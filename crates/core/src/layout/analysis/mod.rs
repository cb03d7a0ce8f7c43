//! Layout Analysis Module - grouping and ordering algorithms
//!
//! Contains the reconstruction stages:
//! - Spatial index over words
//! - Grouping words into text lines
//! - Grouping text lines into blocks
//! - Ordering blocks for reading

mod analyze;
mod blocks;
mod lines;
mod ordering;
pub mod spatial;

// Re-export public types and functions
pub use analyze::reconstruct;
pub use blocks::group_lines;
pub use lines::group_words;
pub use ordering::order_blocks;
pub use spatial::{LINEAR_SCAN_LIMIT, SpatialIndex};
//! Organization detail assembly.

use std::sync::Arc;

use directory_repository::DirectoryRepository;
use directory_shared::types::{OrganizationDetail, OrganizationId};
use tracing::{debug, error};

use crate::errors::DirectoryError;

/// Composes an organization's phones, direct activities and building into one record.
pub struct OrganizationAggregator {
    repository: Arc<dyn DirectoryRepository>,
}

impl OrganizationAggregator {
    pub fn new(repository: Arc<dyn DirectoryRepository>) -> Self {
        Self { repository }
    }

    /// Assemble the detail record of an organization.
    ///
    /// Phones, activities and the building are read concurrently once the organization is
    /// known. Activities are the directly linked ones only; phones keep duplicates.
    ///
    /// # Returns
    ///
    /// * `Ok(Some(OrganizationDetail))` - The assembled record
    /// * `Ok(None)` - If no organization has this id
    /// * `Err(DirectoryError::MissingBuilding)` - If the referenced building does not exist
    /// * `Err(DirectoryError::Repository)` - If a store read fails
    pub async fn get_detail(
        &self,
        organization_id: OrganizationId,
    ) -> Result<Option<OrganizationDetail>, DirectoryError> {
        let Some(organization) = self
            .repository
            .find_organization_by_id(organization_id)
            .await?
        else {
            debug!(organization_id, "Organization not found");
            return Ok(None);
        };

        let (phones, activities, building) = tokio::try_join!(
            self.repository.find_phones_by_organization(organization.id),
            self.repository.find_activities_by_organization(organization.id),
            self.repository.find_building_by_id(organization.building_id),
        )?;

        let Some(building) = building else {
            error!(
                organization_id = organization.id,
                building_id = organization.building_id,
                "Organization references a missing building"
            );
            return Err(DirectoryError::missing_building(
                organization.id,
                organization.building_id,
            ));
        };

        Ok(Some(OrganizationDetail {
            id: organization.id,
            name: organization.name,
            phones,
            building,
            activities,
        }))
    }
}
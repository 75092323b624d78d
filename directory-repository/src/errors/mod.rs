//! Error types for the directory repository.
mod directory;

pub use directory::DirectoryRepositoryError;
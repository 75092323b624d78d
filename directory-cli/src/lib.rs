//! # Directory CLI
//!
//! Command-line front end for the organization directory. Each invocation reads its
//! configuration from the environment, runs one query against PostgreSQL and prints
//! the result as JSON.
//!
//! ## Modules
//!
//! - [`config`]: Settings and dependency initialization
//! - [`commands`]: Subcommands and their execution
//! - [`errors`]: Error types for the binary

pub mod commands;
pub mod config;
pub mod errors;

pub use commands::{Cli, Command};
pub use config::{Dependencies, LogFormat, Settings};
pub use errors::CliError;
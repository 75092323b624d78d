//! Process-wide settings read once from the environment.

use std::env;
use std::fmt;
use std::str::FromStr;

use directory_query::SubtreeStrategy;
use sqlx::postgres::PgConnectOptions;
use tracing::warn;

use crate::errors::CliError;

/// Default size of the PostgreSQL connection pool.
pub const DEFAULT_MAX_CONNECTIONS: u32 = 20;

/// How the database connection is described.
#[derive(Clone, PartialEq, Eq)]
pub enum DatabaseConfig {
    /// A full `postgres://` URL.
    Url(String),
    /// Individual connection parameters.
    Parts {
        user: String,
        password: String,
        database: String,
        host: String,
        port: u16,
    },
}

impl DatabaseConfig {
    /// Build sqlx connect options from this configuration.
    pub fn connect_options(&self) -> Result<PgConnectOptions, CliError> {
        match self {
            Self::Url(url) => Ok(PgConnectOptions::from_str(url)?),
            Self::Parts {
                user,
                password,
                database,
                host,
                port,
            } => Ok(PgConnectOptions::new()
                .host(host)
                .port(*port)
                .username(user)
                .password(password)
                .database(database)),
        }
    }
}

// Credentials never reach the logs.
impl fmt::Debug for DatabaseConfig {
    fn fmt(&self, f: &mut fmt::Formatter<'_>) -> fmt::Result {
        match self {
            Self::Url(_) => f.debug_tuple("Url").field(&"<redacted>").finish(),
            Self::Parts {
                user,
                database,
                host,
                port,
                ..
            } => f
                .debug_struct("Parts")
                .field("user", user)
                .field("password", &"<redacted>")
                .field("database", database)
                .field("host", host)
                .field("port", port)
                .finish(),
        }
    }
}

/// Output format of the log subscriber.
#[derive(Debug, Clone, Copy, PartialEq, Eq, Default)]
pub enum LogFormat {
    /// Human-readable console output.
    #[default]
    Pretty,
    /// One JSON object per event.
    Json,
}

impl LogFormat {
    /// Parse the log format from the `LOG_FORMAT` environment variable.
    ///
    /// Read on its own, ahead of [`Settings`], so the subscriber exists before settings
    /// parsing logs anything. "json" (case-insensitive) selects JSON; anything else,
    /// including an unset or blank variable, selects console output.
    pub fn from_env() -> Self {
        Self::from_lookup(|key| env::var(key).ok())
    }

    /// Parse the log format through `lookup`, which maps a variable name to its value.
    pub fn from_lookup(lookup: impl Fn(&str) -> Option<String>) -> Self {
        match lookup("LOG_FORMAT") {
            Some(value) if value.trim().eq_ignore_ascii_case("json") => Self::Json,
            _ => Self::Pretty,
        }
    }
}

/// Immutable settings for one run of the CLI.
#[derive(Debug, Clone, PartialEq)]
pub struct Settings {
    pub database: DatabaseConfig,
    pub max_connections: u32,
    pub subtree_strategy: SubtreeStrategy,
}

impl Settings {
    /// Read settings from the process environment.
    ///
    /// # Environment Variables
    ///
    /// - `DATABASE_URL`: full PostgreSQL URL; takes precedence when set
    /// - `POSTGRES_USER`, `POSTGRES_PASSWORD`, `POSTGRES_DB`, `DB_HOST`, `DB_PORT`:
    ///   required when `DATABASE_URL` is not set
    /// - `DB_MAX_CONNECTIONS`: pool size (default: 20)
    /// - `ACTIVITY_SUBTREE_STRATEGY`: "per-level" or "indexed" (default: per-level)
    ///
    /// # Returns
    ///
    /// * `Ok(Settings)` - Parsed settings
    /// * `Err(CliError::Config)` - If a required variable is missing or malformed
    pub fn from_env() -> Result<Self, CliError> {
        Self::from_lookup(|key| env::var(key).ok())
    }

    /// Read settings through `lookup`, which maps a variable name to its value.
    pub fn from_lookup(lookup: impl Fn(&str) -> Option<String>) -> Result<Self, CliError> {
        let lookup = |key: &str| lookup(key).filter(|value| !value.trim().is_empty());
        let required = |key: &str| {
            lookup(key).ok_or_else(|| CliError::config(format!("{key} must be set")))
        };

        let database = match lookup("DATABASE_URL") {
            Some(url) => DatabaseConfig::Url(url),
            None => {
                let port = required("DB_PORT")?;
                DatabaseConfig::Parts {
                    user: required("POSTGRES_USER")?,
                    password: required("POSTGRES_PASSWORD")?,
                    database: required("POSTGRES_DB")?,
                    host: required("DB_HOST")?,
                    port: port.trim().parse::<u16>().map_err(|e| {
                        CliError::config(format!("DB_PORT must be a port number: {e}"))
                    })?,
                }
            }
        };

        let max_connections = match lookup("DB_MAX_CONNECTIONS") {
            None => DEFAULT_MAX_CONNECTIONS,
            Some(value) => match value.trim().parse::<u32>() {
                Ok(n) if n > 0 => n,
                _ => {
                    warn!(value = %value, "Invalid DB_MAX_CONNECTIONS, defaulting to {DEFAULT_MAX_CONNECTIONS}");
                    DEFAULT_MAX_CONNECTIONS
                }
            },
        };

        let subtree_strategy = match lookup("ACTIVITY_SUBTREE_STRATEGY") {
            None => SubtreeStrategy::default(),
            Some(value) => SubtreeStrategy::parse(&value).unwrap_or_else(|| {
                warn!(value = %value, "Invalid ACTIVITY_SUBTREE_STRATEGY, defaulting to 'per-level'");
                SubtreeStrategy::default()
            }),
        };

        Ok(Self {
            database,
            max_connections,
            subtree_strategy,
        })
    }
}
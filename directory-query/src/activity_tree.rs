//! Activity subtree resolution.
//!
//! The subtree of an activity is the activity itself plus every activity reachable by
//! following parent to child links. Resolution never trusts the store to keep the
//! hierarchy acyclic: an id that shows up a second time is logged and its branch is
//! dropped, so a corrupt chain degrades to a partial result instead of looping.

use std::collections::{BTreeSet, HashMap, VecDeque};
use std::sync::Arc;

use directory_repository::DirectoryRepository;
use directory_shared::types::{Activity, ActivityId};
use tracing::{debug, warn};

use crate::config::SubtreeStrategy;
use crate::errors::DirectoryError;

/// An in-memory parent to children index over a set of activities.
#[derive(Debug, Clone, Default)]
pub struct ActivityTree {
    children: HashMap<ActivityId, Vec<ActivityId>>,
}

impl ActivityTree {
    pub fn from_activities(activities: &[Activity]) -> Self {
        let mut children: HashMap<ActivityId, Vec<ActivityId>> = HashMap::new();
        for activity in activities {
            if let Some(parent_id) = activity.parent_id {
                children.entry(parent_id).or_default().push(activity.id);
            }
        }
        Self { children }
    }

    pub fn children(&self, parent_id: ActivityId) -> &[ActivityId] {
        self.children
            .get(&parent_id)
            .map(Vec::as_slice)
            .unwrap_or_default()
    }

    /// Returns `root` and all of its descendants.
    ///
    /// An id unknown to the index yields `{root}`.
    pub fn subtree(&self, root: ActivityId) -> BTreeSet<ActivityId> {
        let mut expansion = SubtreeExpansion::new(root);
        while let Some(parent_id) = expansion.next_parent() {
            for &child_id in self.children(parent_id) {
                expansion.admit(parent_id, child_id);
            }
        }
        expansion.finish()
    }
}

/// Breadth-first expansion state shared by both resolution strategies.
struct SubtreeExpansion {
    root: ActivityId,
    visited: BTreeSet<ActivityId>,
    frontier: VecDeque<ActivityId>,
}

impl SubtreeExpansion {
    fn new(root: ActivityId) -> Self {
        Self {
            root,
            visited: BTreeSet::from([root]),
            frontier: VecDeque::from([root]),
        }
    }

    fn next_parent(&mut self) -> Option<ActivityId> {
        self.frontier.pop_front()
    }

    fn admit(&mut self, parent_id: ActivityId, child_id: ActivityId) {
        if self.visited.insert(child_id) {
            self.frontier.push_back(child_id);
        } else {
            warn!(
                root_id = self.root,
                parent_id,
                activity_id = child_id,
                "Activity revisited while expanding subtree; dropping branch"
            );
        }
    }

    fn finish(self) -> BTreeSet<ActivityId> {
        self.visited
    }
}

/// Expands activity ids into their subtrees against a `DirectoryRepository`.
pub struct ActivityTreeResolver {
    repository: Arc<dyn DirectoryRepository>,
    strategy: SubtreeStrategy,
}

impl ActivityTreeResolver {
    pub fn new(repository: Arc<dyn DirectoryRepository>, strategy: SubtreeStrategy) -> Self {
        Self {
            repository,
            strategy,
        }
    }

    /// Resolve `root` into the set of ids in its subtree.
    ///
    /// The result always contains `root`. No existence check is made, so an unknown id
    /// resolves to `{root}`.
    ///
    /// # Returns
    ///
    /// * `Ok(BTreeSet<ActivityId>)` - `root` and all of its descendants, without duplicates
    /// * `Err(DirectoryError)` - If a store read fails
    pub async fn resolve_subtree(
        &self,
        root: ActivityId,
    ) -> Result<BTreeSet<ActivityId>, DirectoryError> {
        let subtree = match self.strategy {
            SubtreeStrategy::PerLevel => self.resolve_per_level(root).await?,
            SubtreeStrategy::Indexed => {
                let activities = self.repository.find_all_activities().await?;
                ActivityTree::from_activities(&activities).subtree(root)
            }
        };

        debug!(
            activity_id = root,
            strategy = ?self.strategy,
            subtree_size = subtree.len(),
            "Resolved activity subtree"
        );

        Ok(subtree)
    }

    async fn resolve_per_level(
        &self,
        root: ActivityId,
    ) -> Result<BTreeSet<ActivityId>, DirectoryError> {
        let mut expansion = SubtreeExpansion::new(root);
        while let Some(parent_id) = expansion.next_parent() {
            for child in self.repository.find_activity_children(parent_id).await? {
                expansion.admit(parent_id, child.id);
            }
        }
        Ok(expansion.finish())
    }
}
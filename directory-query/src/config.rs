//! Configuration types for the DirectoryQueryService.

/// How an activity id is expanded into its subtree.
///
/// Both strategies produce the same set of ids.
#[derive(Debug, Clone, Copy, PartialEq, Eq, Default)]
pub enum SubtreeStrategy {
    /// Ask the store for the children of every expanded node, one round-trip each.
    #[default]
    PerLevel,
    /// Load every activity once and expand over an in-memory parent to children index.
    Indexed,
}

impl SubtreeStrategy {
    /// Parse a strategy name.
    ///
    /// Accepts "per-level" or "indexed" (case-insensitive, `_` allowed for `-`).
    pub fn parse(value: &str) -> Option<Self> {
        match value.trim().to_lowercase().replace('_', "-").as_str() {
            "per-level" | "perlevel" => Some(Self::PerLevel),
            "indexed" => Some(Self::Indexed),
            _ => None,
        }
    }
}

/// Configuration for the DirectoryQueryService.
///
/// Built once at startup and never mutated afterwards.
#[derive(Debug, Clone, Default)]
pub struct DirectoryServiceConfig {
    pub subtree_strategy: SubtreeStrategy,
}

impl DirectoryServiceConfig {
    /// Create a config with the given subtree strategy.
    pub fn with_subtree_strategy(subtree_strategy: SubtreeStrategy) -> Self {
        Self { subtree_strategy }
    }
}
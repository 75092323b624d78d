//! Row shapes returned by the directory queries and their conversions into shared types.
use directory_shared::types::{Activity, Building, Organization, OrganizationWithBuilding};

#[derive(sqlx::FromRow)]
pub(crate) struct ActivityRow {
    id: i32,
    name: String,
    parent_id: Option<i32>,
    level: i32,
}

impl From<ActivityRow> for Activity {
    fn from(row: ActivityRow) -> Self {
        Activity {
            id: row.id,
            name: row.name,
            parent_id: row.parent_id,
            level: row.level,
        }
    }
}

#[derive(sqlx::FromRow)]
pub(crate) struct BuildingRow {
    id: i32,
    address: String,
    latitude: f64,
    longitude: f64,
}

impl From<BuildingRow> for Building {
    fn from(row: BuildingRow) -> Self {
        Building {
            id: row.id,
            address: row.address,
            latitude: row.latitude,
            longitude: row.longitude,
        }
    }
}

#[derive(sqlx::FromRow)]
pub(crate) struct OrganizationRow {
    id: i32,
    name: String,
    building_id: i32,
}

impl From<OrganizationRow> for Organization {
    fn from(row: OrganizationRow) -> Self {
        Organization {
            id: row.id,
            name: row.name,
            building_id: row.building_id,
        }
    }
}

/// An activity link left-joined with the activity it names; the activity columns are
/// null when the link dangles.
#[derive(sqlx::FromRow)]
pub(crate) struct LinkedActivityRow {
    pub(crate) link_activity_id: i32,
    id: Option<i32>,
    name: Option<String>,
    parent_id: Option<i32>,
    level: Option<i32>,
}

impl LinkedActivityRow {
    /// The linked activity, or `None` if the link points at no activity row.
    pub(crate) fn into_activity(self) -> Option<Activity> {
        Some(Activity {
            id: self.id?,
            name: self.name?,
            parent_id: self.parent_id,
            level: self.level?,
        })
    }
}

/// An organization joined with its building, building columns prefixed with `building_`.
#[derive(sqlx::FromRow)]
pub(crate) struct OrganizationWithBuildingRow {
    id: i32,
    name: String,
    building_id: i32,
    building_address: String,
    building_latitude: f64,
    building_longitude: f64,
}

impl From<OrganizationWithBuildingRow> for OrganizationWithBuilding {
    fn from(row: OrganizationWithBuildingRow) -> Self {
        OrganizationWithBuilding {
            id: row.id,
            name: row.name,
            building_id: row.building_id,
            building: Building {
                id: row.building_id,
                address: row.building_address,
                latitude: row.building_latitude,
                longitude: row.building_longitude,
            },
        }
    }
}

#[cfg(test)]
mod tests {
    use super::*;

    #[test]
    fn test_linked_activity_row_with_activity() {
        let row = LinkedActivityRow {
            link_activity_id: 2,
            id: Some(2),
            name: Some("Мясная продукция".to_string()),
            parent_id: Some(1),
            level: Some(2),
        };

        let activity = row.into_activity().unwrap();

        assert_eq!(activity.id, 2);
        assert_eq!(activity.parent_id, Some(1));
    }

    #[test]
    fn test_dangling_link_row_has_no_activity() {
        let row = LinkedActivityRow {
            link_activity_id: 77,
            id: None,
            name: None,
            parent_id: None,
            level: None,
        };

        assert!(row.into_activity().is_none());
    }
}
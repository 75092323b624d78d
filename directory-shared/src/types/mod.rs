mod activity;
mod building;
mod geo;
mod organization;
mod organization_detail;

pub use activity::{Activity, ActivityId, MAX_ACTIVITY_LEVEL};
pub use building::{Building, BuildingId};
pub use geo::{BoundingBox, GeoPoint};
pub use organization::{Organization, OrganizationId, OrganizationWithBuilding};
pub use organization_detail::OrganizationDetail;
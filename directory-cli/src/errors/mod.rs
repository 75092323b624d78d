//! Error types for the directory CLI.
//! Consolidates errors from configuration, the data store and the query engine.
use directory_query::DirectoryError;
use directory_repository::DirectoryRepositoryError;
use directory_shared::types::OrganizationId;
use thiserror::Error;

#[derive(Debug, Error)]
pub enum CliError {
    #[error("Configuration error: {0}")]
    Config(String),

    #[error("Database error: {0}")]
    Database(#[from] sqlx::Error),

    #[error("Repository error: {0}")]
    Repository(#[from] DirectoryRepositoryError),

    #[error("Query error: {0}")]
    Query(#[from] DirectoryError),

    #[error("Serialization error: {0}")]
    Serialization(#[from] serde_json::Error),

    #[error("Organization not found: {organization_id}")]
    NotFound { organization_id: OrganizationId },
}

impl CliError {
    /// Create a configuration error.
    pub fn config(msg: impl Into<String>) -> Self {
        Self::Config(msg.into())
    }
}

++++++++

Gather all lines from the listing above in which "defaulting" occurs.

## Output
                    warn!(value = %value, "Invalid DB_MAX_CONNECTIONS, defaulting to {DEFAULT_MAX_CONNECTIONS}");
                warn!(value = %value, "Invalid ACTIVITY_SUBTREE_STRATEGY, defaulting to 'per-level'");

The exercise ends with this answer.